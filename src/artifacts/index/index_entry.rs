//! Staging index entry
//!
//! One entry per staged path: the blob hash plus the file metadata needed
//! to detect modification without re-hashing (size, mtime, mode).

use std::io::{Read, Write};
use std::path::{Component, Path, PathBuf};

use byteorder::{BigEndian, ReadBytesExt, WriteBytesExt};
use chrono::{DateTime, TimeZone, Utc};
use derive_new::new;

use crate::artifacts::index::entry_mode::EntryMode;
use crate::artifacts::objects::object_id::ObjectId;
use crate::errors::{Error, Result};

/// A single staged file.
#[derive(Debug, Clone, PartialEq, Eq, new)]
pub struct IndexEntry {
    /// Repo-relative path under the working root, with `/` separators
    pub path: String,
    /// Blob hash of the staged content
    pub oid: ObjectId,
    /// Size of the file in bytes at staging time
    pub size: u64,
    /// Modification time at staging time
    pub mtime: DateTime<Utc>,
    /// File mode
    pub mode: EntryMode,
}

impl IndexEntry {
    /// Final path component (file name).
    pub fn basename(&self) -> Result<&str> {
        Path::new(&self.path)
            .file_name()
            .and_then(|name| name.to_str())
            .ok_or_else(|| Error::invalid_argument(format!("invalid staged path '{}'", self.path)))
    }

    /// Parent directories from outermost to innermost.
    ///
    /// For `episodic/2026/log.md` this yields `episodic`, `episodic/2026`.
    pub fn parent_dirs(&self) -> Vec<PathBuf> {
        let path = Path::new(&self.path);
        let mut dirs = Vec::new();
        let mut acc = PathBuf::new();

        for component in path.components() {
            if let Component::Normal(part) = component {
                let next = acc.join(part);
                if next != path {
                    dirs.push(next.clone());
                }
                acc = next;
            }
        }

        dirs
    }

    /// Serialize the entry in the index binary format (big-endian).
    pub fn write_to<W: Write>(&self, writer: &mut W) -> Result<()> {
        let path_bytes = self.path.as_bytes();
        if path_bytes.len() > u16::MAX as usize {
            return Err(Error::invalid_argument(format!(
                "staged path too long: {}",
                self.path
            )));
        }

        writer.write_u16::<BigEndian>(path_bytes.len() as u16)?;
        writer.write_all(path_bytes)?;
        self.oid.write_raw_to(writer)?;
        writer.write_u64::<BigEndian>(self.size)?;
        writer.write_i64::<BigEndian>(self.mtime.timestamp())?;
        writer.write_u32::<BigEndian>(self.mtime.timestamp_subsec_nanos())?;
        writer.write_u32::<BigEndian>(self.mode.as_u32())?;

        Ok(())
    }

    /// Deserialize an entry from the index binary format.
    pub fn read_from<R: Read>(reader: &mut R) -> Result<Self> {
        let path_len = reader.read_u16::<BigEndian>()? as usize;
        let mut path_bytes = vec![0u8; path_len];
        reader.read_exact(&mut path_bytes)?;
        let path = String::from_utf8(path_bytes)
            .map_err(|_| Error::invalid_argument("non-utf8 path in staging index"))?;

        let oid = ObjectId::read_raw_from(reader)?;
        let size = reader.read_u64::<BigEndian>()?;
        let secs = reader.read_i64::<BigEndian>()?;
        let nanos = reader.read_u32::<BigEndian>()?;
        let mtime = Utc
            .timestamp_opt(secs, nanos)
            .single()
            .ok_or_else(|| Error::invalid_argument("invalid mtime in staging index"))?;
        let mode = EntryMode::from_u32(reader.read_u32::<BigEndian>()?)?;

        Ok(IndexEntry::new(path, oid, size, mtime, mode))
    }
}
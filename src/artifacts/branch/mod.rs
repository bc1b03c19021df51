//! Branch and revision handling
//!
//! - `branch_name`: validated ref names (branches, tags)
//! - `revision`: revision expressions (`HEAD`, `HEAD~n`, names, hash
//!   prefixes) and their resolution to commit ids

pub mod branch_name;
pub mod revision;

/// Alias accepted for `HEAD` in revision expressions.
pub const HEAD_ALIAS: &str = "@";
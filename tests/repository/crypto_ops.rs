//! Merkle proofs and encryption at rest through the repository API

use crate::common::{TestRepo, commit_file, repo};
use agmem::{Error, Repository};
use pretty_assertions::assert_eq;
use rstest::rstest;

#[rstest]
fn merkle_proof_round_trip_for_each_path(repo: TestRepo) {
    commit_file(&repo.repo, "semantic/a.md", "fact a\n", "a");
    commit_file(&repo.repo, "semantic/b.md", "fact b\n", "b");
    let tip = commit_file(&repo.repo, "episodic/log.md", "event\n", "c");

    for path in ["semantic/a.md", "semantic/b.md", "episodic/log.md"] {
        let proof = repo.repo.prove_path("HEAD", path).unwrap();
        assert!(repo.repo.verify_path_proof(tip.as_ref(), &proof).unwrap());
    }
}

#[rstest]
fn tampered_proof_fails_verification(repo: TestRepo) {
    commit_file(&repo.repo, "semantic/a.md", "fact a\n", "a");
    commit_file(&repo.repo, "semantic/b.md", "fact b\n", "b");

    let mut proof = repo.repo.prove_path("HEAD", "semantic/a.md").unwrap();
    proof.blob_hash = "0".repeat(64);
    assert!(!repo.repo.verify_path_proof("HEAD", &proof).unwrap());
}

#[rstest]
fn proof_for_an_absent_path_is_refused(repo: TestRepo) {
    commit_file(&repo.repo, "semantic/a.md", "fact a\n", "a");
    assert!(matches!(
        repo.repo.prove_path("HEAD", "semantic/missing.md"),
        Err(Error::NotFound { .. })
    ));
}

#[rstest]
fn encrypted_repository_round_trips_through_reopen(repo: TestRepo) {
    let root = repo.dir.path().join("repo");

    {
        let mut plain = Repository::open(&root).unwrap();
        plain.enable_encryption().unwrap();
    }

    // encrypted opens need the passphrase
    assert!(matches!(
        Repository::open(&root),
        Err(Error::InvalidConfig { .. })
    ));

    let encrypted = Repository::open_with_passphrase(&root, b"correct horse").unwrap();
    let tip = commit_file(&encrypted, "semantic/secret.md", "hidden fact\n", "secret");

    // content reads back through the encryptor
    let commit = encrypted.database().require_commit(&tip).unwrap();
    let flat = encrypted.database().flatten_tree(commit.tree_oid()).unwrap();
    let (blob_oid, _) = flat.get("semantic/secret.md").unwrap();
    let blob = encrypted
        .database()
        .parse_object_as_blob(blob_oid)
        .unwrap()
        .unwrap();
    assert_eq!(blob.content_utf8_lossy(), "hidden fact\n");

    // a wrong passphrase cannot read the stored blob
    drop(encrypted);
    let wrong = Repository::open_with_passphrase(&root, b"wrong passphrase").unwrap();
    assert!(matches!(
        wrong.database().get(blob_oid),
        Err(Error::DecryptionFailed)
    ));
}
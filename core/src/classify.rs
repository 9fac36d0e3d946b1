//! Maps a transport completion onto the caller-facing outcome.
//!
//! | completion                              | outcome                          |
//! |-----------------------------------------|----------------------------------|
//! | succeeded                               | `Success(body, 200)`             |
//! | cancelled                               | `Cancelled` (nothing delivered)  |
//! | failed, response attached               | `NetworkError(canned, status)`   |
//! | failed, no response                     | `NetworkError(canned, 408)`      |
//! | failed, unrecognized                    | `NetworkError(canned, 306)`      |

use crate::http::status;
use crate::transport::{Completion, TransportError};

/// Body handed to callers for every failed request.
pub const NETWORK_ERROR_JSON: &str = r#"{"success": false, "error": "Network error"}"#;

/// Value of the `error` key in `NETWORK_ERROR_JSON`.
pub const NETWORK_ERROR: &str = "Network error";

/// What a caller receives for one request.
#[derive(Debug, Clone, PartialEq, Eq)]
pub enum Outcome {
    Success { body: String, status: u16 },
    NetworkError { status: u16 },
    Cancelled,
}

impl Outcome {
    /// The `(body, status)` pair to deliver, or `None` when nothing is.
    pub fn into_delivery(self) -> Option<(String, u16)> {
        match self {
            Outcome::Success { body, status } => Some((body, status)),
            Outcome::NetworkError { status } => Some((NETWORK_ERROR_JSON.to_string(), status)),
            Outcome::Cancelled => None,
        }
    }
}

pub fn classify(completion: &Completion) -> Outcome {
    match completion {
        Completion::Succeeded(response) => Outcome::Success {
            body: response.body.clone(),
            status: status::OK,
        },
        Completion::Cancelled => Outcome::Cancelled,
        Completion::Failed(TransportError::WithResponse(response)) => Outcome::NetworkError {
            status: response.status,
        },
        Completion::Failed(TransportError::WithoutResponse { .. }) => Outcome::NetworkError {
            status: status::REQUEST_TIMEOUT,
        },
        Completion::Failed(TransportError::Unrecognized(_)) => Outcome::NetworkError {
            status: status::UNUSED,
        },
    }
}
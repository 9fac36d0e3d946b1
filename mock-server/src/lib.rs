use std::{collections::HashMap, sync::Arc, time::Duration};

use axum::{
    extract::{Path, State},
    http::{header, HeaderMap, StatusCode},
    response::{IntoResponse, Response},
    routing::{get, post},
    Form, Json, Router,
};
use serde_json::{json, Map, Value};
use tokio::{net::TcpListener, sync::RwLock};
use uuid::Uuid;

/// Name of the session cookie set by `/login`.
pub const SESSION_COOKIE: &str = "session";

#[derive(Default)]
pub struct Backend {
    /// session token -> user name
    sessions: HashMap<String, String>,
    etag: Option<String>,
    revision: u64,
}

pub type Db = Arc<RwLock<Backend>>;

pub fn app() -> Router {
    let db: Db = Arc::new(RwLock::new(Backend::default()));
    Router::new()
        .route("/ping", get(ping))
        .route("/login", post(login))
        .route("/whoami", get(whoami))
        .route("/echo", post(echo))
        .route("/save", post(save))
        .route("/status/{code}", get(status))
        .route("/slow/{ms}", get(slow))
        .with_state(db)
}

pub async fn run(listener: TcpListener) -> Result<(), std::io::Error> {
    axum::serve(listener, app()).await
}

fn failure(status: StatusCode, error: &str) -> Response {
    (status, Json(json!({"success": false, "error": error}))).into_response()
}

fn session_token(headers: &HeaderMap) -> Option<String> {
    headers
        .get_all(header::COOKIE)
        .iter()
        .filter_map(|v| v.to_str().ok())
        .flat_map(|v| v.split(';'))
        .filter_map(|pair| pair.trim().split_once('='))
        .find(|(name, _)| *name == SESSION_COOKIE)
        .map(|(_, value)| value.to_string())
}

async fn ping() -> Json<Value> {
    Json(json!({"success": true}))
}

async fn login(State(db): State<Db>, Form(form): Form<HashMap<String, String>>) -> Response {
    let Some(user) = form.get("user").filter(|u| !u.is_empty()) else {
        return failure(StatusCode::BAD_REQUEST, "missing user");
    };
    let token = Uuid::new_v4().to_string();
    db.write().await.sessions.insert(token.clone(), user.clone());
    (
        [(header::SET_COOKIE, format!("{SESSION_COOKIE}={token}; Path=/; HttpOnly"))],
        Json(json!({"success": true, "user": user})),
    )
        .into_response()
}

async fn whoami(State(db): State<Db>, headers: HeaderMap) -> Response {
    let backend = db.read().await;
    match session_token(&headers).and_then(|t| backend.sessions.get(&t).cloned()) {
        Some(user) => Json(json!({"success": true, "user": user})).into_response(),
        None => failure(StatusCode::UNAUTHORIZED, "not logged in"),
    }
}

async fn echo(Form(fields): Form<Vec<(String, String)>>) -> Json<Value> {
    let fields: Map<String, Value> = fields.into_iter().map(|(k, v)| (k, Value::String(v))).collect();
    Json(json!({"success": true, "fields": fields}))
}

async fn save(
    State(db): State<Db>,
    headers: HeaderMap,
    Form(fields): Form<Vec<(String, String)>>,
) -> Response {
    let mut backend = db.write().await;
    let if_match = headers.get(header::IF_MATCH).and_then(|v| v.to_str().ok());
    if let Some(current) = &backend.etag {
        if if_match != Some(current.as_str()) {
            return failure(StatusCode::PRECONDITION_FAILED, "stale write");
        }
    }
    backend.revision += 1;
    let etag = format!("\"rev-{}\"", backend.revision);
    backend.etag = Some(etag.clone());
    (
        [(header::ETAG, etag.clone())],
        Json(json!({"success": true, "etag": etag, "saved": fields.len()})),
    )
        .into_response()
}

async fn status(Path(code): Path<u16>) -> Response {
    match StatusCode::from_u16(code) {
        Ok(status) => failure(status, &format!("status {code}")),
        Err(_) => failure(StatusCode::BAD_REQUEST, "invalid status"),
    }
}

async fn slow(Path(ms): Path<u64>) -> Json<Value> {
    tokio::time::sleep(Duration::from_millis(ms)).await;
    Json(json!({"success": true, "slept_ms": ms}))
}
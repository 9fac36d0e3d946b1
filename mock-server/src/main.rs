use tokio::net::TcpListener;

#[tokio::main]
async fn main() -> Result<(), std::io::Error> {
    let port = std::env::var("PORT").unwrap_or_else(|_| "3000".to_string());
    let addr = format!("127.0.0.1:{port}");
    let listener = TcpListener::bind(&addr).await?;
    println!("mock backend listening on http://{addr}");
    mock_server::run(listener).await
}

Your goal = Search the entries for the word "expressions" and copy every line that has it.

Solution to the problem =
//! - `revision`: revision expressions (`HEAD`, `HEAD~n`, names, hash
/// Alias accepted for `HEAD` in revision expressions.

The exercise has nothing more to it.